What it signals beyond Zed

Whatever happens to DeltaDB specifically, the underlying observation is one a growing number of teams are circling: as agents write more of the code, the artifact worth preserving shifts from the diff to the intent behind it. The diff is increasingly cheap and regenerable. The reasoning, the constraints, the rejected approaches, the "why is it written this way," that's the scarce thing, and it's the thing today's tools throw away.
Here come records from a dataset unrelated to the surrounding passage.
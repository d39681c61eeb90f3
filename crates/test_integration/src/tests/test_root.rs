use crate::runner::context::test_context::TestContext;
use color_eyre::Result;
use reqwest::StatusCode;
use serde_json::Value;

pub async fn test_health_endpoint(context: &TestContext) -> Result<()> {
    // ARRANGE
    let url = context.url("/health");

    // ACT
    let response = context.http_client.get(url).send().await?;
    let status = response.status();
    let body = response.text().await?;

    // ASSERT
    assert_eq!(status, StatusCode::OK);
    assert_eq!(body, "OK");

    Ok(())
}

pub async fn test_openapi_document(context: &TestContext) -> Result<()> {
    // ACT
    let response = context
        .http_client
        .get(context.url("/openapi.json"))
        .send()
        .await?;

    // ASSERT
    assert_eq!(response.status(), StatusCode::OK);
    let document: Value = response.json().await?;
    let paths = &document["paths"];
    assert!(paths["/upload/{access_code}"]["post"].is_object());
    assert!(paths["/albums/{album_id}/uploads/bulk-moderate"]["post"].is_object());
    assert!(paths["/notifications/emails/retry-due"]["post"].is_object());
    assert!(document["components"]["securitySchemes"]["bearer_auth"].is_object());

    Ok(())
}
You can see adjacent bets on the same hunch. Anthropic and others are pushing agent context and memory as first-class concerns. Editors are racing to make agent transcripts persistent and queryable. Zed is making the most architecturally aggressive version of the bet, building it into the version control layer rather than bolting it on, and that's either prescient or premature depending on how quickly the rest of the ecosystem decides that conversation-as-source is a real category.

Richard Feldman

The beta is a few weeks out, gated behind a waitlist, and Zed is hiring against the thesis. That's the right time to be skeptical and curious at once. The PR is not beloved; it's tolerated, a piece of bureaucratic infrastructure that quietly made global open source collaboration possible. Replacing it requires more than showing that it's annoying. It requires reproducing the trust boundary, the asynchrony, and the universality that made it stick, while delivering enough new value to be worth the switch. Zed has correctly identified the disease. Whether DeltaDB is the cure or just a very elegant diagnosis is the part we'll only learn once strangers, and their agents, start editing each other's worktrees.

The download for the editor itself is available today on macOS, Windows, and Linux, which remains the surest way to judge whether the team building DeltaDB has earned the benefit of the doubt.